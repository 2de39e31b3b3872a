/// Security module for authentication and token lifecycle
///
/// Provides core security primitives for identity-core:
/// - Password hashing and verification (Argon2id)
/// - Access-token issuance, validation and refresh rotation (RS256 via crypto-core)
/// - Two-factor authentication (TOTP)
/// - Token revocation (in-memory blacklist with per-user index)
///
/// ## Architecture
///
/// - **crypto-core::jwt**: Shared JWT codec (RS256 only)
/// - **password**: Argon2id password hashing
/// - **totp**: TOTP 2FA generation and verification
/// - **token_issuer**: Token pairs and the refresh-token store
/// - **token_revocation**: Revocation blacklist and user token index
pub use crypto_core::jwt::{AccessClaims, JwtCodec};

pub mod password;
pub mod token_issuer;
pub mod token_revocation;
pub mod totp;

pub use password::{hash_password, validate_password_strength, verify_password};
pub use token_issuer::TokenIssuer;
pub use token_revocation::{RevocationRegistry, TokenFingerprint};
pub use totp::TOTPGenerator;
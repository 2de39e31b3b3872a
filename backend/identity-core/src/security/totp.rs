/// Two-Factor Authentication (2FA) using TOTP (Time-based One-Time Password)
use crate::error::{IdentityError, Result};
use base64::{engine::general_purpose::STANDARD as base64_engine, Engine as _};
use rand::Rng;
use subtle::ConstantTimeEq;
use totp_lite::{totp_custom, Sha1};

const TIME_STEP_SECS: u64 = 30;
const CODE_DIGITS: u32 = 6;
const SECRET_BYTES: usize = 20;
/// Adjacent time steps accepted on either side of the current one (clock drift)
const SKEW_STEPS: u64 = 1;
const BACKUP_CODE_COUNT: usize = 8;
const BACKUP_CODE_DIGITS: usize = 8;

pub struct TOTPGenerator;

impl TOTPGenerator {
    /// Generate a new TOTP secret and provisioning URI for QR code
    ///
    /// ## Returns
    ///
    /// Tuple of (base64-encoded secret, otpauth URI for QR code generation)
    ///
    /// ## Arguments
    ///
    /// * `issuer` - Service name shown in the authenticator app
    /// * `account` - Account label (display name or subject id)
    pub fn generate_secret_and_uri(issuer: &str, account: &str) -> Result<(String, String)> {
        let mut rng = rand::thread_rng();
        let mut secret_bytes = [0u8; SECRET_BYTES];
        rng.fill(&mut secret_bytes);

        let secret = base64_engine.encode(secret_bytes);

        // Format: otpauth://totp/Issuer:Account?secret=SECRET&issuer=Issuer
        let uri = format!(
            "otpauth://totp/{}:{}?secret={}&issuer={}&digits={}&period={}",
            urlencoding::encode(issuer),
            urlencoding::encode(account),
            urlencoding::encode(&secret),
            urlencoding::encode(issuer),
            CODE_DIGITS,
            TIME_STEP_SECS
        );

        Ok((secret, uri))
    }

    /// Verify a TOTP code against a stored secret
    ///
    /// ## Security
    ///
    /// - Time window: 30 seconds, one step of drift tolerated each way
    /// - Code format: 6 digits
    /// - Algorithm: TOTP-SHA1
    /// - Comparison is constant-time
    ///
    /// ## Returns
    ///
    /// `true` if code is valid for the current time window, `false` otherwise
    pub fn verify_code(secret: &str, code: &str) -> Result<bool> {
        Self::verify_code_at(secret, code, unix_now()?)
    }

    pub fn verify_code_at(secret: &str, code: &str, unix_secs: u64) -> Result<bool> {
        Ok(Self::matching_step_at(secret, code, unix_secs)?.is_some())
    }

    /// Time step (unix seconds / 30) the code belongs to, if it is valid now
    ///
    /// Callers that remember the last accepted step can refuse a replayed code.
    pub fn matching_step(secret: &str, code: &str) -> Result<Option<u64>> {
        Self::matching_step_at(secret, code, unix_now()?)
    }

    /// Latest step in the skew window whose code equals `code`
    pub fn matching_step_at(secret: &str, code: &str, unix_secs: u64) -> Result<Option<u64>> {
        if code.len() != CODE_DIGITS as usize || !code.chars().all(|c| c.is_ascii_digit()) {
            return Ok(None);
        }

        let secret_bytes = decode_secret(secret)?;

        let first = unix_secs.saturating_sub(SKEW_STEPS * TIME_STEP_SECS);
        let last = unix_secs + SKEW_STEPS * TIME_STEP_SECS;
        let mut matched = None;
        let mut t = first;
        while t <= last {
            let expected = totp_custom::<Sha1>(TIME_STEP_SECS, CODE_DIGITS, &secret_bytes, t);
            if bool::from(expected.as_bytes().ct_eq(code.as_bytes())) {
                matched = Some(t / TIME_STEP_SECS);
            }
            t += TIME_STEP_SECS;
        }

        Ok(matched)
    }

    /// Code an authenticator app would display right now for `secret`
    pub fn current_code(secret: &str) -> Result<String> {
        let secret_bytes = decode_secret(secret)?;
        Ok(totp_custom::<Sha1>(
            TIME_STEP_SECS,
            CODE_DIGITS,
            &secret_bytes,
            unix_now()?,
        ))
    }

    /// Generate backup codes for account recovery
    ///
    /// ## Returns
    ///
    /// Vector of 8 backup codes, each 8 digits long
    ///
    /// ## Security Notes
    ///
    /// - Each code is single-use only
    /// - Store hashed versions only
    pub fn generate_backup_codes() -> Vec<String> {
        let mut rng = rand::thread_rng();
        (0..BACKUP_CODE_COUNT)
            .map(|_| {
                (0..BACKUP_CODE_DIGITS)
                    .map(|_| {
                        let idx = rng.gen_range(0..10);
                        (b'0' + idx as u8) as char
                    })
                    .collect()
            })
            .collect()
    }
}

fn decode_secret(secret: &str) -> Result<Vec<u8>> {
    let secret_bytes = base64_engine
        .decode(secret)
        .map_err(|_| IdentityError::InvalidTwoFACode)?;

    if secret_bytes.len() != SECRET_BYTES {
        return Err(IdentityError::InvalidTwoFACode);
    }
    Ok(secret_bytes)
}

fn unix_now() -> Result<u64> {
    std::time::SystemTime::now()
        .duration_since(std::time::UNIX_EPOCH)
        .map(|d| d.as_secs())
        .map_err(|_| IdentityError::Internal("system clock before unix epoch".to_string()))
}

- - - - - - -

[Exercise details] In the entries above, please find the line with "(Time-based One-Time Password)" and the line with "const SECRET_BYTES: usize = 20;", then write out exactly those two lines and every line between them, and nothing more.

[Reply to the task]
/// Two-Factor Authentication (2FA) using TOTP (Time-based One-Time Password)
use crate::error::{IdentityError, Result};
use base64::{engine::general_purpose::STANDARD as base64_engine, Engine as _};
use rand::Rng;
use subtle::ConstantTimeEq;
use totp_lite::{totp_custom, Sha1};

const TIME_STEP_SECS: u64 = 30;
const CODE_DIGITS: u32 = 6;
const SECRET_BYTES: usize = 20;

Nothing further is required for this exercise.